Customer shopping habits have changed during the pandemic, with more consumers shopping online. Convenience and flexibility are key now, with the customer expecting to have questions answered and needs met quickly online.
As a result, there are significant gains to be had in the self storage sector—both as an operator and investor.
Philip Macauley, Partner, Valuation & Advisory
Tel: +44 (0) 7584 857 149
There is a growing interest in the sector from ‘new money’. We are seeing an increase in the number of institutional investors looking to take advantage of the market, but also diversify their portfolio away from struggling sectors such as retail and leisure.
Private equity money is attempting to enter the sector, both in the UK and in Europe.
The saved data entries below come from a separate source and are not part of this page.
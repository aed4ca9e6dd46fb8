//! Zip archives of retrieved objects.
//!
//! Entries are written uncompressed and streamed chunk by chunk, so an
//! object is never held in memory as a whole.

use crate::{errors::FileHubResult, models::file::FileMetadata, store::StoredObject};
use async_zip::{Compression, ZipEntryBuilder, tokio::write::ZipFileWriter};
use futures::{StreamExt, io::AsyncWriteExt as _};
use std::collections::HashSet;
use tokio::io::{AsyncWrite, AsyncWriteExt as _};
use tracing::debug;

/// Write one `Stored` entry per object into `dest`, named after the decoded
/// `File-Name` tag.
///
/// With `leave_open` the destination is flushed but not shut down, which
/// lets an in-memory buffer be read back right away.
pub async fn build_zip<W>(
    dest: &mut W,
    objects: Vec<StoredObject>,
    leave_open: bool,
) -> FileHubResult<()>
where
    W: AsyncWrite + Unpin,
{
    let mut names = EntryNames::default();
    let mut writer = ZipFileWriter::with_tokio(&mut *dest);

    for object in objects {
        let meta = FileMetadata::from_tags(&object.key, &object.metadata)?;
        let name = names.claim(&meta.file_name);
        debug!(key = %object.key, entry = %name, "adding archive entry");

        let builder = ZipEntryBuilder::new(name.into(), Compression::Stored);
        let mut entry = writer.write_entry_stream(builder).await?;
        let mut body = object.body;
        while let Some(chunk) = body.next().await {
            entry.write_all(&chunk?).await?;
        }
        entry.close().await?;
    }

    writer.close().await?;
    dest.flush().await?;
    if !leave_open {
        dest.shutdown().await?;
    }
    Ok(())
}

/// Hands out unique entry names: the second `a.txt` becomes `a (1).txt`.
#[derive(Debug, Default)]
pub struct EntryNames {
    taken: HashSet<String>,
}

impl EntryNames {
    pub fn claim(&mut self, name: &str) -> String {
        if self.taken.insert(name.to_string()) {
            return name.to_string();
        }

        let (stem, ext) = match name.rfind('.') {
            Some(dot) if dot > 0 => name.split_at(dot),
            _ => (name, ""),
        };
        let mut n = 1usize;
        loop {
            let candidate = format!("{stem} ({n}){ext}");
            if self.taken.insert(candidate.clone()) {
                return candidate;
            }
            n += 1;
        }
    }
}

#[cfg(test)]
mod tests {
    use super::*;
    use crate::{models::file::FileMetadata, store::ByteStream};
    use bytes::Bytes;
    use chrono::Utc;
    use futures::stream;
    use std::io::{Cursor, Read};
    use uuid::Uuid;

    fn object(name: &str, chunks: &[&'static [u8]]) -> StoredObject {
        let meta = FileMetadata {
            owner_id: Uuid::new_v4(),
            group_id: Uuid::new_v4(),
            file_id: Uuid::new_v4(),
            file_name: name.into(),
            content_type: "application/octet-stream".into(),
        };
        let len = chunks.iter().map(|c| c.len() as u64).sum();
        let body: ByteStream = stream::iter(
            chunks
                .iter()
                .map(|c| Ok(Bytes::from_static(*c)))
                .collect::<Vec<_>>(),
        )
        .boxed();
        StoredObject {
            key: format!("{}/{}/{}", meta.owner_id, meta.group_id, meta.file_id),
            content_type: meta.content_type.clone(),
            content_length: len,
            last_modified: Utc::now(),
            metadata: meta.to_tags(),
            body,
        }
    }

    #[test]
    fn duplicate_names_get_numbered() {
        let mut names = EntryNames::default();
        assert_eq!(names.claim("a.txt"), "a.txt");
        assert_eq!(names.claim("a.txt"), "a (1).txt");
        assert_eq!(names.claim("a.txt"), "a (2).txt");
        assert_eq!(names.claim("README"), "README");
        assert_eq!(names.claim("README"), "README (1)");
        assert_eq!(names.claim(".env"), ".env");
        assert_eq!(names.claim(".env"), ".env (1)");
    }

    #[test]
    fn literal_name_matching_a_suffix_is_skipped() {
        let mut names = EntryNames::default();
        assert_eq!(names.claim("a (1).txt"), "a (1).txt");
        assert_eq!(names.claim("a.txt"), "a.txt");
        assert_eq!(names.claim("a.txt"), "a (2).txt");
    }

    #[tokio::test]
    async fn archive_has_one_stored_entry_per_object() {
        let objects = vec![
            object("report.pdf", &[b"%PDF-".as_slice(), b"1.7 body".as_slice()]),
            object("фото.jpg", &[b"\xff\xd8\xff".as_slice()]),
            object("report.pdf", &[]),
        ];
        let expected: Vec<(String, u64)> = vec![
            ("report.pdf".into(), 13),
            ("фото.jpg".into(), 3),
            ("report (1).pdf".into(), 0),
        ];

        let mut buf = Cursor::new(Vec::new());
        build_zip(&mut buf, objects, true).await.unwrap();

        let mut archive = zip::ZipArchive::new(Cursor::new(buf.into_inner())).unwrap();
        assert_eq!(archive.len(), expected.len());
        for (name, len) in expected {
            let mut entry = archive.by_name(&name).unwrap();
            assert_eq!(entry.compression(), zip::CompressionMethod::Stored);
            assert_eq!(entry.size(), len);
            let mut data = Vec::new();
            entry.read_to_end(&mut data).unwrap();
            assert_eq!(data.len() as u64, len);
        }
    }
}
#[async_trait]
impl ObjectStore for LocalStore {
    async fn list_buckets(&self) -> StoreResult<Vec<String>> {
        Ok(
            sqlx::query_scalar::<_, String>("SELECT name FROM buckets ORDER BY name")
                .fetch_all(&*self.db)
                .await?,
        )
    }

    async fn create_bucket(&self, name: &str) -> StoreResult<()> {
        self.ensure_bucket_name_safe(name)?;
        fs::create_dir_all(self.bucket_root(name)).await?;

        match sqlx::query("INSERT INTO buckets (id, name, created_at) VALUES (?, ?, ?)")
            .bind(Uuid::new_v4())
            .bind(name)
            .bind(Utc::now())
            .execute(&*self.db)
            .await
        {
            Ok(_) => {
                info!(bucket = name, "created bucket");
                Ok(())
            }
            Err(err) if is_unique_violation(&err) => {
                Err(StoreError::BucketAlreadyExists(name.to_string()))
            }
            Err(err) => Err(StoreError::Sqlx(err)),
        }
    }

    /// Stream-upload an object to disk and record it.
    ///
    /// Writes to a temp file, renames it into place, then upserts the object
    /// row and its tags (S3-like overwrite semantics). The temp file is
    /// removed on any error.
    async fn put_object(
        &self,
        bucket: &str,
        key: &str,
        body: ByteStream,
        options: PutOptions,
        progress: &dyn ProgressSink,
    ) -> StoreResult<()> {
        self.ensure_key_safe(key)?;
        let bucket_rec = self.fetch_bucket(bucket).await?;

        let file_path = self.object_path(&bucket_rec.name, key);
        let parent = file_path.parent().map(Path::to_path_buf).ok_or_else(|| {
            StoreError::Io(io::Error::new(
                ErrorKind::Other,
                "object path missing parent directory",
            ))
        })?;
        fs::create_dir_all(&parent).await?;
        let tmp_path = parent.join(format!(".tmp-{}", Uuid::new_v4()));

        progress.report(0);
        let (size_bytes, etag) = match self
            .write_payload(&tmp_path, body, options.content_length, progress)
            .await
        {
            Ok(written) => written,
            Err(err) => {
                let _ = fs::remove_file(&tmp_path).await;
                return Err(err);
            }
        };

        if let Err(err) = fs::rename(&tmp_path, &file_path).await {
            let _ = fs::remove_file(&tmp_path).await;
            return Err(StoreError::Io(err));
        }

        if let Err(err) = self
            .record_object(&bucket_rec, key, size_bytes, &etag, &options)
            .await
        {
            let _ = fs::remove_file(&file_path).await;
            return Err(err);
        }

        debug!(bucket, key, size_bytes, "stored object");
        progress.report(100);
        Ok(())
    }

    async fn get_object(&self, bucket: &str, key: &str) -> StoreResult<StoredObject> {
        let (bucket_name, head) = self.lookup(bucket, key).await?;

        let file_path = self.object_path(&bucket_name, key);
        let file = File::open(&file_path).await.map_err(|err| {
            if err.kind() == ErrorKind::NotFound {
                StoreError::ObjectNotFound {
                    bucket: bucket.to_string(),
                    key: key.to_string(),
                }
            } else {
                StoreError::Io(err)
            }
        })?;

        Ok(StoredObject {
            key: head.key,
            content_type: head.content_type,
            content_length: head.content_length,
            last_modified: head.last_modified,
            metadata: head.metadata,
            body: ReaderStream::new(file).boxed(),
        })
    }

    async fn head_object(&self, bucket: &str, key: &str) -> StoreResult<ObjectHead> {
        Ok(self.lookup(bucket, key).await?.1)
    }

    async fn list_keys(&self, bucket: &str, prefix: &str) -> StoreResult<Vec<String>> {
        let bucket_rec = self.fetch_bucket(bucket).await?;
        // substr() instead of LIKE so `_` and `%` in prefixes stay literal.
        Ok(sqlx::query_scalar::<_, String>(
            "SELECT key FROM objects
             WHERE bucket_id = ? AND substr(key, 1, ?) = ?
             ORDER BY key ASC",
        )
        .bind(bucket_rec.id)
        .bind(prefix.chars().count() as i64)
        .bind(prefix)
        .fetch_all(&*self.db)
        .await?)
    }

    /// Remove the object row (tags cascade) and its payload, pruning empty
    /// shard directories. A missing object answers `404 Not Found`.
    async fn delete_object(&self, bucket: &str, key: &str) -> StoreResult<StatusCode> {
        self.ensure_key_safe(key)?;
        let bucket_rec = self.fetch_bucket(bucket).await?;
        let object = match self.fetch_object(&bucket_rec, key).await {
            Ok(object) => object,
            Err(StoreError::ObjectNotFound { .. }) => return Ok(StatusCode::NOT_FOUND),
            Err(err) => return Err(err),
        };

        sqlx::query("DELETE FROM objects WHERE id = ?")
            .bind(object.id)
            .execute(&*self.db)
            .await?;

        let file_path = self.object_path(&bucket_rec.name, key);
        match fs::remove_file(&file_path).await {
            Ok(_) => debug!("removed physical file {}", file_path.display()),
            Err(err) if err.kind() == ErrorKind::NotFound => {
                debug!("file {} already missing", file_path.display());
            }
            Err(err) => return Err(StoreError::Io(err)),
        }

        if let Some(parent) = file_path.parent() {
            let bucket_root = self.bucket_root(&bucket_rec.name);
            self.prune_empty_dirs(parent, &bucket_root).await;
        }

        Ok(StatusCode::NO_CONTENT)
    }

    async fn presign_get(
        &self,
        bucket: &str,
        key: &str,
        expires_in: Duration,
        protocol: UrlProtocol,
    ) -> StoreResult<PresignedUrl> {
        self.ensure_key_safe(key)?;
        let expires_at = Utc::now()
            + chrono::Duration::from_std(expires_in).map_err(|err| StoreError::Presign {
                key: key.to_string(),
                reason: err.to_string(),
            })?;
        let url = self
            .signer
            .link(bucket, key, expires_at.timestamp(), protocol)?;

        Ok(PresignedUrl {
            url,
            key: key.to_string(),
            expires_at,
        })
    }
}
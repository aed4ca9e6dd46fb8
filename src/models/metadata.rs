//! Metadata tags persisted next to local objects.

use serde::{Deserialize, Serialize};
use sqlx::FromRow;

/// A single `name = value` tag attached to an object.
#[derive(Serialize, Deserialize, Clone, FromRow, Debug, PartialEq, Eq)]
pub struct MetadataTag {
    pub name: String,
    pub value: String,
}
This is in addition to operators looking to expand their platform via acquisition and developers seeking to provide opportunities to what is currently an under-supplied market.
As a consequence, we have seen a noticeable sharpening in pricing over the last 12 months.
So far this year we have seen over 10 transactions (over 20 since January 2020), so it’s an exciting time for an industry finally coming into its own.
What are you waiting for?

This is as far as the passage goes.